I lost myself, when I fell pregnant at the same time I also managed to destroy all the ligaments in my knee, leaving me unable to walk for 6 months alongside suffering from hg (severe pregnancy sickness) I also found out at the time I was O neg meaning I had to be extra careful of bumps and knocks around baby, and so we made the desision to be on the safe side I'd limit what contact I had with my horses as a knock from them could be disaster.
All of these decisions were made from a rational mind, and also from circumstances that made it impossible to do anything but stop, and be.
This was my pre-lockdown lockdown, I spent months puking, not making it to the toilet most of the time, wetting myself because puking and being pregnant meant no bladder control, hopping around in agony and generally not having the best time.
I've been bedbound before, I've been hospitalised for months at a time so I know the routine of being isolated from the world, but this somehow was different, because at the end something massive happened, I became a mother.
And somewhere in the messy pregnancy and the next year of motherhood I lost myself, I spent the first 6 months angry, really angry, I resented my husband for being able to do all he wanted to do and then hated myself for feeling like that, I was broken, in a fog and generally lost.
I tried to make life normal again, I tried getting up before Olive woke up to ride and feel a bit like me, I tried rushing round in any nap she took to do the things I would have normally done, I tired being the most amazing mother, I tried it all, nothing worked, I still felt empty, lost and angry.
Throughout this I had my yoga practice but it was even in that I was always half there and half not, I was trying to fit in in with everything else. It became a chore, something I had to do.
I never stopped, I never slept, I was just firefighting, surviving and lost.
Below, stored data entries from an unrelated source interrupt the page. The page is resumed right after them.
//! Writing rendered prompts to disk, one file per format.
use std::path::{Path, PathBuf};

use spof_render::{Format, RenderError};
use thiserror::Error;

use crate::prompt::ChatbotPrompt;

/// File stem shared by all outputs: `chatbot.xml`, `chatbot.md`, `chatbot.json`
pub const OUTPUT_STEM: &str = "chatbot";

#[derive(Debug, Error)]
pub enum OutputError {
    #[error(transparent)]
    Render(#[from] RenderError),
    #[error("Write failed for {path}: {source}")]
    Io {
        path: PathBuf,
        #[source]
        source: std::io::Error,
    },
}

/// Outcome of writing one format
#[derive(Debug)]
pub struct OutputReport {
    pub format: Format,
    pub path: PathBuf,
    pub result: Result<usize, OutputError>,
}

impl OutputReport {
    pub fn is_ok(&self) -> bool {
        self.result.is_ok()
    }
}

pub fn output_path(dir: &Path, format: Format) -> PathBuf {
    dir.join(format!("{}.{}", OUTPUT_STEM, format.extension()))
}

/// Render and write every format into `dir`, overwriting existing files.
///
/// Each format is attempted even when an earlier one failed.
pub fn write_outputs(prompt: &ChatbotPrompt, dir: &Path) -> Vec<OutputReport> {
    Format::ALL
        .iter()
        .map(|&format| {
            let path = output_path(dir, format);
            let result = write_one(prompt, format, &path);
            match &result {
                Ok(bytes) => tracing::info!(path = %path.display(), bytes, "wrote prompt"),
                Err(e) => tracing::error!(path = %path.display(), error = %e, "failed to write prompt"),
            }
            OutputReport {
                format,
                path,
                result,
            }
        })
        .collect()
}

fn write_one(prompt: &ChatbotPrompt, format: Format, path: &Path) -> Result<usize, OutputError> {
    let rendered = prompt.render(format)?;
    std::fs::write(path, &rendered).map_err(|source| OutputError::Io {
        path: path.to_path_buf(),
        source,
    })?;
    Ok(rendered.len())
}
I went to the dr and said I think I'm struggling, there is a connection with mothers that have hard pregnancies and they're ability to connect with the mothering. She took notes and said give it a little while, lets try and get some sleep and see where we end up. Sleep never came. I never went back.
And then lockdown came, at the start of lockdown I was ill, so poorly we made the decision to move in to the farm, I needed support with Olive and I needed to be able to rest, it was safer that way.
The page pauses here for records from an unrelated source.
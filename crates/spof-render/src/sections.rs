//! Section rendering: a Markdown document with one heading per block.
//!
//! Heading depth follows nesting (root is `#`). Scalars become
//! `**label**: value` lines, plain lists a labelled bullet list, and
//! `Text` / `Items` wrappers a sub-heading of their own. A list of blocks
//! is a sub-section with one heading per block beneath it. Plain fields
//! that follow a sub-section are given their own heading, so Markdown
//! keeps them in the parent's scope.
use spof_core::{Block, FieldValue};

use crate::{check_list_element, RenderError, RenderOptions};

pub fn render(block: &Block, options: &RenderOptions) -> Result<String, RenderError> {
    let mut out = String::new();
    write_block(&mut out, block, 1, block.name(), options)?;
    let trimmed = out.trim_end().len();
    out.truncate(trimmed);
    out.push('\n');
    Ok(out)
}

fn heading(out: &mut String, level: usize, title: &str, options: &RenderOptions) {
    let level = level.clamp(1, options.max_heading_depth.max(1));
    out.push_str(&"#".repeat(level));
    out.push(' ');
    out.push_str(title);
    out.push_str("\n\n");
}

fn write_block(
    out: &mut String,
    block: &Block,
    level: usize,
    path: &str,
    options: &RenderOptions,
) -> Result<(), RenderError> {
    heading(out, level, block.name(), options);
    let mut sectioned = false;
    for field in block.present_fields() {
        let label = field.label();
        let field_path = format!("{}.{}", path, label);
        sectioned = write_field(out, label, &field.value, level, &field_path, sectioned, options)?;
    }
    Ok(())
}

/// Writes one field of a block whose heading sits at `level`.
///
/// Once a field has opened a sub-section, later plain fields get a
/// sub-heading of their own so they do not read as part of it. Returns
/// whether the block now has a sub-section open.
fn write_field(
    out: &mut String,
    label: &str,
    value: &FieldValue,
    level: usize,
    path: &str,
    sectioned: bool,
    options: &RenderOptions,
) -> Result<bool, RenderError> {
    match value {
        FieldValue::Scalar(s) if sectioned => {
            heading(out, level + 1, label, options);
            out.push_str(&format!("{}\n\n", s));
        }
        FieldValue::Scalar(s) => out.push_str(&format!("**{}**: {}\n\n", label, s)),
        FieldValue::Block(b) | FieldValue::OptionalBlock(Some(b)) => {
            write_block(out, b, level + 1, path, options)?;
            return Ok(true);
        }
        FieldValue::OptionalBlock(None) => {}
        FieldValue::Text(t) => {
            heading(out, level + 1, label, options);
            out.push_str(t.content.trim_end());
            out.push_str("\n\n");
            return Ok(true);
        }
        FieldValue::Items(items) => {
            heading(out, level + 1, label, options);
            for item in &items.items {
                out.push_str(&format!("- {}\n", item));
            }
            out.push('\n');
            return Ok(true);
        }
        FieldValue::List(values) if values.iter().any(|v| matches!(v, FieldValue::Block(_))) => {
            // the list gets its own heading; its blocks nest one level below
            heading(out, level + 1, label, options);
            let mut in_bullets = false;
            for (i, v) in values.iter().enumerate() {
                let item_path = format!("{}[{}]", path, i);
                check_list_element(v, &item_path)?;
                match v {
                    FieldValue::Block(b) => {
                        if in_bullets {
                            out.push('\n');
                            in_bullets = false;
                        }
                        write_block(out, b, level + 2, &item_path, options)?;
                    }
                    other => {
                        write_bullet(out, other, 0, &item_path)?;
                        in_bullets = true;
                    }
                }
            }
            if in_bullets {
                out.push('\n');
            }
            return Ok(true);
        }
        FieldValue::List(values) => {
            if sectioned {
                heading(out, level + 1, label, options);
            } else {
                out.push_str(&format!("**{}**:\n\n", label));
            }
            for (i, v) in values.iter().enumerate() {
                let item_path = format!("{}[{}]", path, i);
                check_list_element(v, &item_path)?;
                write_bullet(out, v, 0, &item_path)?;
            }
            if !values.is_empty() {
                out.push('\n');
            }
        }
    }
    Ok(sectioned)
}

fn write_bullet(
    out: &mut String,
    value: &FieldValue,
    indent: usize,
    path: &str,
) -> Result<(), RenderError> {
    let pad = "  ".repeat(indent);
    match value {
        FieldValue::Scalar(s) => out.push_str(&format!("{}- {}\n", pad, s)),
        FieldValue::List(values) => {
            out.push_str(&format!("{}-\n", pad));
            for (i, v) in values.iter().enumerate() {
                let item_path = format!("{}[{}]", path, i);
                check_list_element(v, &item_path)?;
                write_bullet(out, v, indent + 1, &item_path)?;
            }
        }
        FieldValue::Block(b) => out.push_str(&format!("{}- {}\n", pad, b.name())),
        other => {
            return Err(RenderError::UnsupportedField {
                path: path.to_string(),
                kind: other.kind_name(),
            })
        }
    }
    Ok(())
}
What I didn't realise was this next enforced stop was also what I needed to find myself, routine started to slowly form in our lives, the ability to stop and not commit to a million things allowed the basic beat of a daily routine to start to show up, Olive started to nap in her cot, allowing me to rest too, meal times became a little more regular and I was able to start really allowing myself time to find my spiritual practice once more for me.
The first thing I asked the universe......help me untangle this knot of anger that I have tied myself so tightly in.
As soon as I asked, I was gifted, I found the knot start to slowly untangle, I found I could feel little threads of me that had become numb from being so tightly wound start to come back to life.
And then I crashed, my chronic illness flared up and the first thing I felt was resentment, I was just getting somewhere, why now?
But I also knew it was needed, I needed to stop a little longer, to not get carried away and to really feel what was needed. I learnt acceptance within that month of being sofa bound, I released my ego and need for validation. I released my battle against my illnesses that I thought I wasn't having but really was deep down, I was still refusing to accept this was my life.
I lay on the sofa and watched Olive play, I watched her beauty, her life her magic, and in that I started to find myself, the anger slowly started to unravel to make space for love, and I realised I could do this, I had it in me to do this if only I started to trust, to accept every part of me, and to allow all those parts space.
I let go of the need to be super mum, I let go of the need to be everyones best friend, and I made space for us, me, and a simple life.
As I type this I'm heading into my 37 year, it arrived at the same time as the new moon in cancer and as a Bat flew into our house and circled above my head.
"A bat flying into your life signifies that a transformation of the ego self is about to occur, the end of a way of life and the start of another."
And as I walked this morning I realised, the guilt I had been carrying for years, the guilt of being fully myself had gone. I am at peace with me, and I am home.